__Instructions to follow__: Across the entries below, determine how many lines include the word "HashMap". State only the resulting number.

__Supplied entries__:
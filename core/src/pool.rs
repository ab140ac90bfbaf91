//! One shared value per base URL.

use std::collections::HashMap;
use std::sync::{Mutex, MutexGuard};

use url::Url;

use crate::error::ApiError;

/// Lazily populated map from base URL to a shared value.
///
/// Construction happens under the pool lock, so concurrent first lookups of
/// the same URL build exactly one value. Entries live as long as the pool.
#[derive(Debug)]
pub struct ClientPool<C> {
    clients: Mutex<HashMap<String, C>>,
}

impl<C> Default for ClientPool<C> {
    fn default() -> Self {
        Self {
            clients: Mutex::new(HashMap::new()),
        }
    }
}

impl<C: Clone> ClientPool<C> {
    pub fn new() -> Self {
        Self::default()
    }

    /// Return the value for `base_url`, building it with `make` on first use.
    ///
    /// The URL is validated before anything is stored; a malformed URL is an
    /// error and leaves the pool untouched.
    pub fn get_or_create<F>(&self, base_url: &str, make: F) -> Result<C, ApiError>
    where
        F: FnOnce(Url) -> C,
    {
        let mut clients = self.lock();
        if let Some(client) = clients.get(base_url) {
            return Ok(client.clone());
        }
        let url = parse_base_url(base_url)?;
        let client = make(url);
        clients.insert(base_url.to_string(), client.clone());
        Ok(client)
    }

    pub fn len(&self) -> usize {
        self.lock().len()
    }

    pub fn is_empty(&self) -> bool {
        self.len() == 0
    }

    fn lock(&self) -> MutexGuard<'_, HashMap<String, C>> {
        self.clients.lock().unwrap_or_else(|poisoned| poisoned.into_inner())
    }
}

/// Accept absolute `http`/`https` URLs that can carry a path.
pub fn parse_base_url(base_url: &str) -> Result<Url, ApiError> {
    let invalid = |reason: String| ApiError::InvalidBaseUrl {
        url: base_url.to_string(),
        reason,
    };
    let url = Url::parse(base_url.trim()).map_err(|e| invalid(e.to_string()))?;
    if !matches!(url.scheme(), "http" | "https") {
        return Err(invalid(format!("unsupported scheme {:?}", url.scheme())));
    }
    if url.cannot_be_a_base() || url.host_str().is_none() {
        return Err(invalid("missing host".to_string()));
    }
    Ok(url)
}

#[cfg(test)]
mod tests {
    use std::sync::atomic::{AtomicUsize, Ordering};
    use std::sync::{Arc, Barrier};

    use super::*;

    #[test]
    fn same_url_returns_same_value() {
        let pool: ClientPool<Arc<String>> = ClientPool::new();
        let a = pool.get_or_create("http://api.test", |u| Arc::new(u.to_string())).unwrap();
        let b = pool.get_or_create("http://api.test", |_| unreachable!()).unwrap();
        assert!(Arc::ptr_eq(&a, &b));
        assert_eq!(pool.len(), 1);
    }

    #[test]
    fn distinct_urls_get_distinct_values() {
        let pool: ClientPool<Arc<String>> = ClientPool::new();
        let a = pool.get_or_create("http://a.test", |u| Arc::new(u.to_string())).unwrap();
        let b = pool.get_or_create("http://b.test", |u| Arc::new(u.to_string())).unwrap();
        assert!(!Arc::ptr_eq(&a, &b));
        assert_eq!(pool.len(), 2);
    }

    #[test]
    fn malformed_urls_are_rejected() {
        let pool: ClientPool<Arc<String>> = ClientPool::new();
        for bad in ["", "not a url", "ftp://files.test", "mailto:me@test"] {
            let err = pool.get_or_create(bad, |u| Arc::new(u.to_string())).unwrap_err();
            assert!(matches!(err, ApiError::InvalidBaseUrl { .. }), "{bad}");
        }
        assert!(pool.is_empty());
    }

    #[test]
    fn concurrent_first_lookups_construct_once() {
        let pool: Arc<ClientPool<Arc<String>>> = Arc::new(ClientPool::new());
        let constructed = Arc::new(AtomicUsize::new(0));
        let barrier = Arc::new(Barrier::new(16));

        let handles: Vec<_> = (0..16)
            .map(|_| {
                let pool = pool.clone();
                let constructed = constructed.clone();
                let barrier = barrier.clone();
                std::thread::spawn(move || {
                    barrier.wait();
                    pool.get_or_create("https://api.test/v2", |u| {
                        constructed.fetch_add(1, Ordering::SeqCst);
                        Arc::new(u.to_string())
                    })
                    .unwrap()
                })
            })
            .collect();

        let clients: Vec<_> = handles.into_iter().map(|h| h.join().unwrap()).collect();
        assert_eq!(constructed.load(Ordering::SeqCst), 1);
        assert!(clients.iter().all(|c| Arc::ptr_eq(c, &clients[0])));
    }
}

==

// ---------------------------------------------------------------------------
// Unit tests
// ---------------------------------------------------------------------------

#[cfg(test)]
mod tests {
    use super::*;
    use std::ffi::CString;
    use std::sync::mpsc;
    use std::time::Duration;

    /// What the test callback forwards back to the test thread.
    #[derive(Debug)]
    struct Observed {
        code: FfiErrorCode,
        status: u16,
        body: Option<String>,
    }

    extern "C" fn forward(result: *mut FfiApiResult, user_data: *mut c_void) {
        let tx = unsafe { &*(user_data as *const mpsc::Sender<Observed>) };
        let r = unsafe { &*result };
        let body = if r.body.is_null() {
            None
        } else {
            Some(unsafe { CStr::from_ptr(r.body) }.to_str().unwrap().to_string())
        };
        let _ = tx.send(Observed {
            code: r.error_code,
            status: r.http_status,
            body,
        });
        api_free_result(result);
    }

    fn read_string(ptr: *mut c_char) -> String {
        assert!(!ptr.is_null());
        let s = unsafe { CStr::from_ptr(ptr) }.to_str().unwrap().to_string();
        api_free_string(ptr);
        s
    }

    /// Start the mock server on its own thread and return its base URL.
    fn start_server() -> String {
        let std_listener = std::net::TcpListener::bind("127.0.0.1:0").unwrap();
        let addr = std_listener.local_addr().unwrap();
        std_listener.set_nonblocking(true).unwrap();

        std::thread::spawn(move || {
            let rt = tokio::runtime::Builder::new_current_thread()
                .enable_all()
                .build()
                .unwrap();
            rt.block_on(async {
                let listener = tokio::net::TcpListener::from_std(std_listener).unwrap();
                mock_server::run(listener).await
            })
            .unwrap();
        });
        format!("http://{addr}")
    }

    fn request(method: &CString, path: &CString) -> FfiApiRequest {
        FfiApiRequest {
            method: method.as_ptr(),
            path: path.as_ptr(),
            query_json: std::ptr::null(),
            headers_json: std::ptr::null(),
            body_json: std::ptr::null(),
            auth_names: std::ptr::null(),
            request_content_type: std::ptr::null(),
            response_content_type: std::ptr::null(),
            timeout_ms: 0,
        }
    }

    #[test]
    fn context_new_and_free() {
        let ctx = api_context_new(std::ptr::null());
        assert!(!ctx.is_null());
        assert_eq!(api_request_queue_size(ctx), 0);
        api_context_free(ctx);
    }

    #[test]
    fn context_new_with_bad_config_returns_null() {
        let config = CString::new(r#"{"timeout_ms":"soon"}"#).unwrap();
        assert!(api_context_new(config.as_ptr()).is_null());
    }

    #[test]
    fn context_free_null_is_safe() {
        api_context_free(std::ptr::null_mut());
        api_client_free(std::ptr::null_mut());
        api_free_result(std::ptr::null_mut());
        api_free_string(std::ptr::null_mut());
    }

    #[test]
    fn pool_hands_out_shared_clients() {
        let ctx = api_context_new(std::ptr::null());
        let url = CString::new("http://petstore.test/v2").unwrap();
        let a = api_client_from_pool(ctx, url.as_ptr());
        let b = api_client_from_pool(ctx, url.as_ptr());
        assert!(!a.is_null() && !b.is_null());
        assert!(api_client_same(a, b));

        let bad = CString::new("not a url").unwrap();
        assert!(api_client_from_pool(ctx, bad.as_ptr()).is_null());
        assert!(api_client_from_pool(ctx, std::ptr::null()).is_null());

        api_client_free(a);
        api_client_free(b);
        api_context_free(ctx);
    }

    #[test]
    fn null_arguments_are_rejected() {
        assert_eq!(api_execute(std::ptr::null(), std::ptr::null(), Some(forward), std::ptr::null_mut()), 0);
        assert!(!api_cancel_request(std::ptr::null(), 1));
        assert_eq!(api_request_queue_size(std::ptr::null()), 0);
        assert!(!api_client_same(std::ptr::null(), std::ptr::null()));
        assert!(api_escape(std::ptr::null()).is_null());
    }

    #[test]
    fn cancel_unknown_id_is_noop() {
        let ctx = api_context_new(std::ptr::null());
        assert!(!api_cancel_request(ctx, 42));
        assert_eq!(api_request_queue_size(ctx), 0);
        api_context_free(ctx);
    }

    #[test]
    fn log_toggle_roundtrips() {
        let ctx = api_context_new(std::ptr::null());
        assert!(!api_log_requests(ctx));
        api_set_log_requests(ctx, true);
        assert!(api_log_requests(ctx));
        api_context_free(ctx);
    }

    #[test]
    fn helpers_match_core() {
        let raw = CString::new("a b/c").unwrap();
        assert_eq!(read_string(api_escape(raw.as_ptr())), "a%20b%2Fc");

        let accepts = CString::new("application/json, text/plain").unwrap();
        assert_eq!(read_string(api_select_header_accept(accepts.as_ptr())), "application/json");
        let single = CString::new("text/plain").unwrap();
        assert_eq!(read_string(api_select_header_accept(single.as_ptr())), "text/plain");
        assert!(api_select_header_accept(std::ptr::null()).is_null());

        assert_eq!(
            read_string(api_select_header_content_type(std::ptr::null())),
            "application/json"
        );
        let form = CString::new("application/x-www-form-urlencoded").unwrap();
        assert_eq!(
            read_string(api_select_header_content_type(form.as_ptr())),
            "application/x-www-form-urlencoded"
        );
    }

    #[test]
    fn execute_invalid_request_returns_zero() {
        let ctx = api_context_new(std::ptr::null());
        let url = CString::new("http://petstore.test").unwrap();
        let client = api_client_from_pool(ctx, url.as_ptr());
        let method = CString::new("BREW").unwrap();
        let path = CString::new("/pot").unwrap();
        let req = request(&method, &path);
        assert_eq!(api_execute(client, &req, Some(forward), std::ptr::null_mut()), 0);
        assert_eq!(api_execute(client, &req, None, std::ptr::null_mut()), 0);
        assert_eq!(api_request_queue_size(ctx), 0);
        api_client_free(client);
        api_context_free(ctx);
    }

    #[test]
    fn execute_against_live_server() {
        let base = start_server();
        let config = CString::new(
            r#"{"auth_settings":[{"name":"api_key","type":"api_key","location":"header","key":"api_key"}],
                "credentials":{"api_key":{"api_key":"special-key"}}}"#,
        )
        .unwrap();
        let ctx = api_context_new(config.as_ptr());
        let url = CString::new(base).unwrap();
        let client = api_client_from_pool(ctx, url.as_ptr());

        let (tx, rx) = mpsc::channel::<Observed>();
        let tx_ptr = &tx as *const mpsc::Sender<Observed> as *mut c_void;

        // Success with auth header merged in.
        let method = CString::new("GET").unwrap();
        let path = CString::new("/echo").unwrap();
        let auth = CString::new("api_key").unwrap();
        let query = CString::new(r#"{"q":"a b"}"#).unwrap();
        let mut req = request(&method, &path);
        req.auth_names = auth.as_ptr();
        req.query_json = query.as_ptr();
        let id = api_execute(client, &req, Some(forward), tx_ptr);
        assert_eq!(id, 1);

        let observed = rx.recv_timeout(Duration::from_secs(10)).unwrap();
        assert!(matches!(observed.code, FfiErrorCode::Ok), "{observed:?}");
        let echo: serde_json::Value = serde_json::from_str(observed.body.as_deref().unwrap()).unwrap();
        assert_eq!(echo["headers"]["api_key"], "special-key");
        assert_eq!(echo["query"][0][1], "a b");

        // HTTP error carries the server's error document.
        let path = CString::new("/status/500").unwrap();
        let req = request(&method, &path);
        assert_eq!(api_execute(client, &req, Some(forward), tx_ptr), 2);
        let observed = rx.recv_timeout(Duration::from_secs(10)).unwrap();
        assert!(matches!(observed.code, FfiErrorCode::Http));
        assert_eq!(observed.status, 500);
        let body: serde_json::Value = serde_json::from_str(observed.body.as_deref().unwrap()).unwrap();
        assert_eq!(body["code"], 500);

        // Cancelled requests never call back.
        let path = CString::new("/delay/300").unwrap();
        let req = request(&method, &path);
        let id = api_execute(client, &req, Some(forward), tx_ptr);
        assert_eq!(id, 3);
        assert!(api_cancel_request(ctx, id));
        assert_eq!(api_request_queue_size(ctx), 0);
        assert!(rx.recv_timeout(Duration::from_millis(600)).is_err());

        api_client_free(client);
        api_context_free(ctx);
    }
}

__Reply__: 4